[EXERCISE DATA — start]

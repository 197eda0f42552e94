//! The draft, critique and refine planning loop.

use crate::{extract_json_block, fallback_storyboard, parse_json, prompts};
use adreel_config::PlannerConfig;
use adreel_core::{ChatMessage, PipelineMetrics, Storyboard};
use adreel_interface::PromptGateway;
use derive_getters::Getters;
use serde::Serialize;
use tracing::{debug, info, instrument, warn};

/// Where a planned storyboard came from.
#[derive(
    Debug, Clone, Copy, PartialEq, Eq, Hash, Serialize, strum::Display, strum::AsRefStr,
)]
#[serde(rename_all = "snake_case")]
#[strum(serialize_all = "snake_case")]
pub enum StoryboardSource {
    /// Decoded from the refined model reply
    Model,
    /// The canned fallback storyboard
    Fallback,
}

/// Why the planner fell back to the canned storyboard.
#[derive(
    Debug, Clone, Copy, PartialEq, Eq, Hash, Serialize, strum::Display, strum::AsRefStr,
)]
#[serde(rename_all = "snake_case")]
#[strum(serialize_all = "snake_case")]
pub enum FallbackReason {
    /// The draft round returned blank text
    EmptyDraft,
    /// A gateway call failed
    GatewayError,
    /// The refined reply did not decode as a storyboard
    DecodeError,
    /// The refined storyboard had no shots
    EmptyStoryboard,
    /// The shot count policy refused the refined storyboard
    ShotCountRejected,
}

/// A planned storyboard together with its provenance.
#[derive(Debug, Clone, PartialEq, Serialize, Getters)]
pub struct PlanOutcome {
    /// The storyboard to render
    storyboard: Storyboard,
    /// Model output or fallback
    source: StoryboardSource,
    /// Set when `source` is [`StoryboardSource::Fallback`]
    fallback_reason: Option<FallbackReason>,
}

impl PlanOutcome {
    fn model(storyboard: Storyboard) -> Self {
        Self {
            storyboard,
            source: StoryboardSource::Model,
            fallback_reason: None,
        }
    }

    fn fallback(max_scenes: usize, reason: FallbackReason) -> Self {
        Self {
            storyboard: fallback_storyboard(max_scenes),
            source: StoryboardSource::Fallback,
            fallback_reason: Some(reason),
        }
    }

    /// True when the storyboard came from the fallback.
    pub fn is_fallback(&self) -> bool {
        self.source == StoryboardSource::Fallback
    }

    /// Take the storyboard.
    pub fn into_storyboard(self) -> Storyboard {
        self.storyboard
    }
}

/// Plans storyboards with three sequential model rounds.
///
/// Planning never fails: blank drafts, gateway errors, undecodable replies,
/// empty storyboards and policy rejections all yield the fallback storyboard.
pub struct StoryboardPlanner<G: PromptGateway> {
    gateway: G,
    settings: PlannerConfig,
}

impl<G: PromptGateway> StoryboardPlanner<G> {
    /// Create a planner with default temperatures and shot count policy.
    pub fn new(gateway: G) -> Self {
        Self::with_config(gateway, PlannerConfig::default())
    }

    /// Create a planner from configuration.
    pub fn with_config(gateway: G, settings: PlannerConfig) -> Self {
        Self { gateway, settings }
    }

    /// The underlying gateway.
    pub fn gateway(&self) -> &G {
        &self.gateway
    }

    /// The planner settings.
    pub fn settings(&self) -> &PlannerConfig {
        &self.settings
    }

    /// Plan a storyboard for a product.
    pub async fn plan(&self, product_description: &str, max_scenes: usize) -> Storyboard {
        self.plan_detailed(product_description, max_scenes)
            .await
            .into_storyboard()
    }

    /// Plan a storyboard and report whether the fallback was used.
    #[instrument(
        name = "storyboard_planner.plan",
        skip(self, product_description),
        fields(
            model = %self.gateway.model_name(),
            storyboard_source = tracing::field::Empty,
            reason = tracing::field::Empty,
        )
    )]
    pub async fn plan_detailed(&self, product_description: &str, max_scenes: usize) -> PlanOutcome {
        let outcome = match self.run_rounds(product_description, max_scenes).await {
            Ok(storyboard) => PlanOutcome::model(storyboard),
            Err(reason) => PlanOutcome::fallback(max_scenes, reason),
        };

        let span = tracing::Span::current();
        span.record("storyboard_source", outcome.source.as_ref());
        let reason = outcome.fallback_reason.map(|r| r.as_ref().to_string());
        if let Some(reason) = &reason {
            span.record("reason", reason.as_str());
            warn!(
                storyboard_source = outcome.source.as_ref(),
                reason = reason.as_str(),
                shots = outcome.storyboard.len(),
                "Using fallback storyboard"
            );
        } else {
            info!(
                storyboard_source = outcome.source.as_ref(),
                shots = outcome.storyboard.len(),
                "Storyboard planned"
            );
        }

        PipelineMetrics::get().record_storyboard(outcome.source.as_ref(), reason.as_deref());
        outcome
    }

    async fn run_rounds(
        &self,
        product_description: &str,
        max_scenes: usize,
    ) -> Result<Storyboard, FallbackReason> {
        let draft = self
            .ask(
                "draft",
                &prompts::draft_messages(product_description, max_scenes),
                self.settings.draft_temperature,
            )
            .await?;
        if draft.trim().is_empty() {
            return Err(FallbackReason::EmptyDraft);
        }

        let critique = self
            .ask(
                "critique",
                &prompts::critique_messages(product_description, &draft),
                self.settings.critique_temperature,
            )
            .await?;
        debug!(critique = %critique.chars().take(100).collect::<String>(), "Critique received");

        let refined = self
            .ask(
                "refine",
                &prompts::refine_messages(&draft, &critique, max_scenes),
                self.settings.refine_temperature,
            )
            .await?;

        let storyboard: Storyboard = parse_json(extract_json_block(&refined)).map_err(|e| {
            warn!(error = %e, "Refined storyboard did not decode");
            FallbackReason::DecodeError
        })?;

        if storyboard.is_empty() {
            return Err(FallbackReason::EmptyStoryboard);
        }

        let returned = storyboard.len();
        let policy = self.settings.shot_count_policy;
        let storyboard = policy
            .apply(storyboard, max_scenes)
            .ok_or(FallbackReason::ShotCountRejected)?;
        if returned != max_scenes {
            debug!(returned, requested = max_scenes, %policy, "Shot count differs from request");
        }
        Ok(storyboard)
    }

    async fn ask(
        &self,
        round: &'static str,
        messages: &[ChatMessage],
        temperature: f32,
    ) -> Result<String, FallbackReason> {
        debug!(round, temperature, "Sending planning round");
        self.gateway.send(messages, temperature).await.map_err(|e| {
            warn!(round, error = %e, "Planning round failed");
            FallbackReason::GatewayError
        })
    }
}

[EXERCISE DATA — finish]

Lines that contain the string "info" should be copied from the material above.

use tracing::{debug, info, instrument, warn};
            info!(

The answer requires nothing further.